First on the docket is the Acer Predator XB273U NX, which is the smallest of the new monitors at 27 inches across. While the monitor features QHD resolution (2560 x 1440) instead of 4K, it still has a blisteringly fast refresh rate: 275 Hz, which should allow for some impressive frame rates. The display supports 95% of the DCI-P3 color spectrum, as well as Nvidia G-Sync and Nvidia’s new Reflex Latency Analyzer system. Briefly, these two technologies should help improve frame rate and color contrast. At $1,100, it won’t be cheap, however, when it debuts in May.
Next is the Acer Predator XB323QK NV, the largest of the monitors on offer.
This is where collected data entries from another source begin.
//! # probehub-adapter-http-axum
//!
//! HTTP adapter built on [axum](https://docs.rs/axum) that serves the
//! exported probehub client.
//!
//! ## Responsibilities
//! - Serve the **static build output** with extension-based content types
//!   and the client-side routing fallbacks (`/settings` →
//!   `/settings.html` → `/settings/index.html` → `/index.html`)
//! - Answer `/api/...` locally: permissive CORS, preflight, and an optional
//!   **mock WiFi scan** for development without a device
//! - Expose `/health` for liveness probes
//!
//! ## Dependency rule
//! Depends on `probehub-domain` for the records it mocks. Never leaks axum
//! types into the domain.

pub mod api;
pub mod router;
pub mod site;
pub mod state;
//! [`Transport`] implementation backed by `reqwest`.

use std::future::Future;
use std::time::Duration;

use reqwest::Url;
use reqwest::header::CONTENT_TYPE;

use probehub_app::ports::transport::CONTENT_TYPE_JSON;
use probehub_app::ports::{ApiRequest, ApiResponse, Method, Transport};
use probehub_domain::error::ApiError;

use crate::config::DeviceConfig;
use crate::error::TransportSetupError;

/// Sends requests to one device.
#[derive(Debug, Clone)]
pub struct ReqwestTransport {
    client: reqwest::Client,
    base_url: Url,
}

impl ReqwestTransport {
    /// Build a transport for the device described by `config`.
    ///
    /// # Errors
    ///
    /// Returns [`TransportSetupError`] when the base URL is invalid or the
    /// client cannot be built.
    pub fn new(config: &DeviceConfig) -> Result<Self, TransportSetupError> {
        let base_url =
            Url::parse(&config.base_url).map_err(|err| TransportSetupError::InvalidUrl {
                url: config.base_url.clone(),
                reason: err.to_string(),
            })?;
        if !matches!(base_url.scheme(), "http" | "https") {
            return Err(TransportSetupError::UnsupportedScheme(
                base_url.scheme().to_string(),
            ));
        }
        let client = reqwest::Client::builder()
            .connect_timeout(Duration::from_secs(config.connect_timeout_secs))
            .build()
            .map_err(TransportSetupError::Client)?;
        Ok(Self { client, base_url })
    }

    #[must_use]
    pub fn base_url(&self) -> &Url {
        &self.base_url
    }
}

fn method(method: Method) -> reqwest::Method {
    match method {
        Method::Get => reqwest::Method::GET,
        Method::Post => reqwest::Method::POST,
        Method::Put => reqwest::Method::PUT,
        Method::Delete => reqwest::Method::DELETE,
    }
}

fn transport_error(err: &reqwest::Error) -> ApiError {
    if err.is_timeout() {
        ApiError::Timeout
    } else {
        ApiError::Transport(err.to_string())
    }
}

impl Transport for ReqwestTransport {
    fn send(
        &self,
        request: ApiRequest,
    ) -> impl Future<Output = Result<ApiResponse, ApiError>> + Send {
        let client = self.client.clone();
        let url = self.base_url.join(&request.path);
        async move {
            let url = url.map_err(|_| ApiError::InvalidPath(request.path.clone()))?;
            tracing::trace!(method = %request.method, %url, "sending request to device");

            let mut builder = client
                .request(method(request.method), url)
                .header(CONTENT_TYPE, CONTENT_TYPE_JSON);
            if let Some(body) = request.body {
                builder = builder.body(body);
            }
            let response = builder.send().await.map_err(|err| transport_error(&err))?;
            let status = response.status().as_u16();
            let body = response
                .bytes()
                .await
                .map_err(|err| transport_error(&err))?;
            Ok(ApiResponse {
                status,
                body: body.to_vec(),
            })
        }
    }
}
//! Timestamp helpers.

use chrono::{DateTime, Utc};

/// UTC timestamp recorded when a cached resource was last refreshed.
pub type Timestamp = DateTime<Utc>;

/// Return the current UTC time.
#[must_use]
pub fn now() -> Timestamp {
    Utc::now()
}

#[cfg(test)]
mod tests {
    use super::*;

    #[test]
    fn should_return_current_utc_time() {
        let before = Utc::now();
        let ts = now();
        let after = Utc::now();
        assert!(ts >= before);
        assert!(ts <= after);
    }
}
//! Live probe dashboard with per-probe target editing.

use probehub_domain::error::{ApiError, CacheError, ProbeHubError, ValidationError};
use probehub_domain::probe::ProbeId;
use probehub_domain::temperature::{TemperatureReading, TemperatureTargets, parse_target};

use crate::cache::ResourceCache;
use crate::ports::Transport;
use crate::resources::{self, DeviceCommands, Resource};

/// One probe as drawn on the dashboard.
#[derive(Debug, Clone, PartialEq)]
pub struct ProbeCard {
    pub probe: ProbeId,
    pub name: String,
    /// Current temperature rounded to the nearest degree.
    pub current: i64,
    /// Target exactly as reported by the device.
    pub target: f64,
}

impl ProbeCard {
    #[allow(clippy::cast_possible_truncation)]
    fn from_reading(reading: &TemperatureReading, probe: ProbeId) -> Self {
        Self {
            probe,
            name: probe.label(),
            current: reading.current(probe).round() as i64,
            target: reading.target(probe),
        }
    }
}

/// What the dashboard shows for the current fetch cycle.
#[derive(Debug, Clone, PartialEq)]
pub enum DashboardState {
    /// Failure banner; wins over stale data.
    Error(ApiError),
    Loading,
    Ready(Vec<ProbeCard>),
}

/// Target editor opened on one probe.
#[derive(Debug, Clone, PartialEq, Eq)]
pub struct TargetEditor {
    pub probe: ProbeId,
    /// Pending input, as typed.
    pub input: String,
}

/// Result of confirming the target editor.
#[derive(Debug, Clone, PartialEq)]
pub enum ConfirmOutcome {
    /// No editor was open.
    NotEditing,
    /// The input was refused; nothing was sent and the editor stays open.
    Rejected(ValidationError),
    /// The targets were written and the editor closed.
    Applied(TemperatureTargets),
}

pub struct DashboardView<Tr> {
    temperature: Resource<TemperatureReading, Tr>,
    commands: DeviceCommands<Tr>,
    editor: Option<TargetEditor>,
}

impl<Tr: Transport + Clone + Send + Sync + 'static> DashboardView<Tr> {
    /// Mount the temperature resource. Must be called within a tokio runtime.
    ///
    /// # Errors
    ///
    /// Returns [`CacheError::TypeMismatch`] if the temperature key is already
    /// used with another type.
    pub fn new(cache: &ResourceCache<Tr>) -> Result<Self, CacheError> {
        Ok(Self {
            temperature: resources::temperature(cache)?,
            commands: cache.commands(),
            editor: None,
        })
    }

    #[must_use]
    pub fn temperature(&self) -> &Resource<TemperatureReading, Tr> {
        &self.temperature
    }

    #[must_use]
    pub fn state(&self) -> DashboardState {
        let snapshot = self.temperature.snapshot();
        if let Some(err) = snapshot.error {
            return DashboardState::Error(err);
        }
        match snapshot.data {
            Some(reading) => DashboardState::Ready(
                ProbeId::ALL
                    .iter()
                    .map(|probe| ProbeCard::from_reading(&reading, *probe))
                    .collect(),
            ),
            None => DashboardState::Loading,
        }
    }

    #[must_use]
    pub fn editor(&self) -> Option<&TargetEditor> {
        self.editor.as_ref()
    }

    /// Open the editor on `probe`, prefilled with its current target.
    pub fn open_editor(&mut self, probe: ProbeId) {
        let input = self
            .temperature
            .snapshot()
            .data
            .map(|reading| reading.target(probe).to_string())
            .unwrap_or_default();
        self.editor = Some(TargetEditor { probe, input });
    }

    pub fn set_input(&mut self, input: impl Into<String>) {
        if let Some(editor) = self.editor.as_mut() {
            editor.input = input.into();
        }
    }

    pub fn cancel_edit(&mut self) {
        self.editor = None;
    }

    /// Validate the pending input and write it.
    ///
    /// The four targets are rebuilt from the last known reading with only
    /// the edited probe replaced. Once the POST succeeded the temperature is
    /// refetched, and only then does the editor close.
    ///
    /// # Errors
    ///
    /// Returns the error of a failed POST; the editor stays open.
    pub async fn confirm(&mut self) -> Result<ConfirmOutcome, ProbeHubError> {
        let Some(editor) = self.editor.as_ref() else {
            return Ok(ConfirmOutcome::NotEditing);
        };
        let value = match parse_target(&editor.input) {
            Ok(value) => value,
            Err(err) => {
                tracing::debug!(probe = %editor.probe, error = %err, "target input rejected");
                return Ok(ConfirmOutcome::Rejected(err));
            }
        };
        let last_known = self.temperature.snapshot().data;
        let targets = TemperatureTargets::substitute(last_known.as_ref(), editor.probe, value);

        self.commands.set_targets(&targets).await?;
        if let Err(err) = self.temperature.refresh().await {
            tracing::warn!(error = %err, "failed to refresh temperature after target update");
        }
        self.editor = None;
        Ok(ConfirmOutcome::Applied(targets))
    }

    /// Force a refetch after a failure.
    ///
    /// # Errors
    ///
    /// Returns the error of the fetch.
    pub async fn retry(&self) -> Result<(), ProbeHubError> {
        self.temperature.refresh().await?;
        Ok(())
    }
}
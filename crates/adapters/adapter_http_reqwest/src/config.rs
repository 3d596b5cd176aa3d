//! Device connection configuration.

use serde::Deserialize;

/// Address of the default access point of an unprovisioned device.
pub const DEFAULT_DEVICE_URL: &str = "http://192.168.4.1";

/// Where the device lives and how long to wait for a connection.
#[derive(Debug, Clone, Deserialize)]
#[serde(default)]
pub struct DeviceConfig {
    /// Base URL of the device, e.g. `http://192.168.4.1`.
    pub base_url: String,
    /// TCP connect timeout in seconds. The overall request deadline is
    /// enforced by the API client.
    pub connect_timeout_secs: u64,
}

impl Default for DeviceConfig {
    fn default() -> Self {
        Self {
            base_url: DEFAULT_DEVICE_URL.to_string(),
            connect_timeout_secs: 5,
        }
    }
}
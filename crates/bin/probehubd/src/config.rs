//! Configuration loading — TOML file with environment variable overrides.
//!
//! Looks for `probehub.toml` in the working directory. Every field has a
//! sensible default so the file is optional. Environment variables take
//! precedence over file values.

use std::path::PathBuf;

use serde::Deserialize;

/// Top-level configuration.
#[derive(Debug, Default, Deserialize)]
#[serde(default)]
pub struct Config {
    /// HTTP server settings.
    pub server: ServerConfig,
    /// Exported site settings.
    pub site: SiteConfig,
    /// Logging settings.
    pub logging: LoggingConfig,
}

/// HTTP listener configuration.
#[derive(Debug, Deserialize)]
#[serde(default)]
pub struct ServerConfig {
    /// Address to bind to (e.g. `0.0.0.0`).
    pub host: String,
    /// TCP port.
    pub port: u16,
}

/// Static export configuration.
#[derive(Debug, Deserialize)]
#[serde(default)]
pub struct SiteConfig {
    /// Directory holding the exported client.
    pub dist_dir: PathBuf,
    /// Answer the WiFi scan endpoints with canned networks.
    pub mock_api: bool,
}

/// Logging configuration.
#[derive(Debug, Deserialize)]
#[serde(default)]
pub struct LoggingConfig {
    /// Filter directive (`RUST_LOG` syntax).
    pub filter: String,
}

impl Config {
    /// Load configuration from `probehub.toml` (if present) then apply
    /// environment-variable overrides.
    ///
    /// # Errors
    ///
    /// Returns an error if the TOML file exists but is malformed, or if the
    /// resulting configuration is invalid.
    pub fn load() -> Result<Self, ConfigError> {
        let mut config = Self::from_file("probehub.toml")?;
        config.apply_overrides(|key| std::env::var(key).ok());
        config.validate()?;
        Ok(config)
    }

    fn from_file(path: &str) -> Result<Self, ConfigError> {
        match std::fs::read_to_string(path) {
            Ok(content) => toml::from_str(&content).map_err(ConfigError::Parse),
            Err(err) if err.kind() == std::io::ErrorKind::NotFound => Ok(Self::default()),
            Err(err) => Err(ConfigError::Io(err)),
        }
    }

    /// `PROBEHUB_PORT` wins over `PORT`, `RUST_LOG` over `PROBEHUB_LOG`.
    fn apply_overrides(&mut self, var: impl Fn(&str) -> Option<String>) {
        if let Some(val) = var("PROBEHUB_HOST") {
            self.server.host = val;
        }
        for key in ["PORT", "PROBEHUB_PORT"] {
            if let Some(port) = var(key).and_then(|val| val.trim().parse().ok()) {
                self.server.port = port;
            }
        }
        if let Some(val) = var("PROBEHUB_DIST_DIR") {
            self.site.dist_dir = PathBuf::from(val);
        }
        if let Some(val) = var("PROBEHUB_MOCK_API") {
            self.site.mock_api = matches!(
                val.trim().to_ascii_lowercase().as_str(),
                "1" | "true" | "yes" | "on"
            );
        }
        if let Some(val) = var("PROBEHUB_LOG") {
            self.logging.filter = val;
        }
        if let Some(val) = var("RUST_LOG") {
            self.logging.filter = val;
        }
    }

    fn validate(&self) -> Result<(), ConfigError> {
        if self.server.port == 0 {
            return Err(ConfigError::Validation("port must be non-zero".to_string()));
        }
        Ok(())
    }

    /// Return the `host:port` bind address.
    #[must_use]
    pub fn bind_addr(&self) -> String {
        format!("{}:{}", self.server.host, self.server.port)
    }
}

impl Default for ServerConfig {
    fn default() -> Self {
        Self {
            host: "0.0.0.0".to_string(),
            port: 3000,
        }
    }
}

impl Default for SiteConfig {
    fn default() -> Self {
        Self {
            dist_dir: PathBuf::from("dist"),
            mock_api: false,
        }
    }
}

impl Default for LoggingConfig {
    fn default() -> Self {
        Self {
            filter: "probehubd=info,probehub=info,tower_http=debug".to_string(),
        }
    }
}

/// Configuration errors.
#[derive(Debug, thiserror::Error)]
pub enum ConfigError {
    /// TOML parse failure.
    #[error("failed to parse config file")]
    Parse(#[from] toml::de::Error),
    /// File I/O failure.
    #[error("failed to read config file")]
    Io(#[from] std::io::Error),
    /// Semantic validation failure.
    #[error("invalid configuration: {0}")]
    Validation(String),
}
This 32-inch model supports 4K resolution and a 144 Hz refresh rate, which is exciting news for gamers who are looking to invest in one of Nvidia or AMD’s powerful new GPUs this year. (Before, gamers usually had to choose between high-res visuals and extremely fast frame rates.) The Predator XB323QK NV supports 90% of the DCI-P3 color gamut, as well as Vesa DisplayHDR protocols. This device will cost $1,200 and be available in May.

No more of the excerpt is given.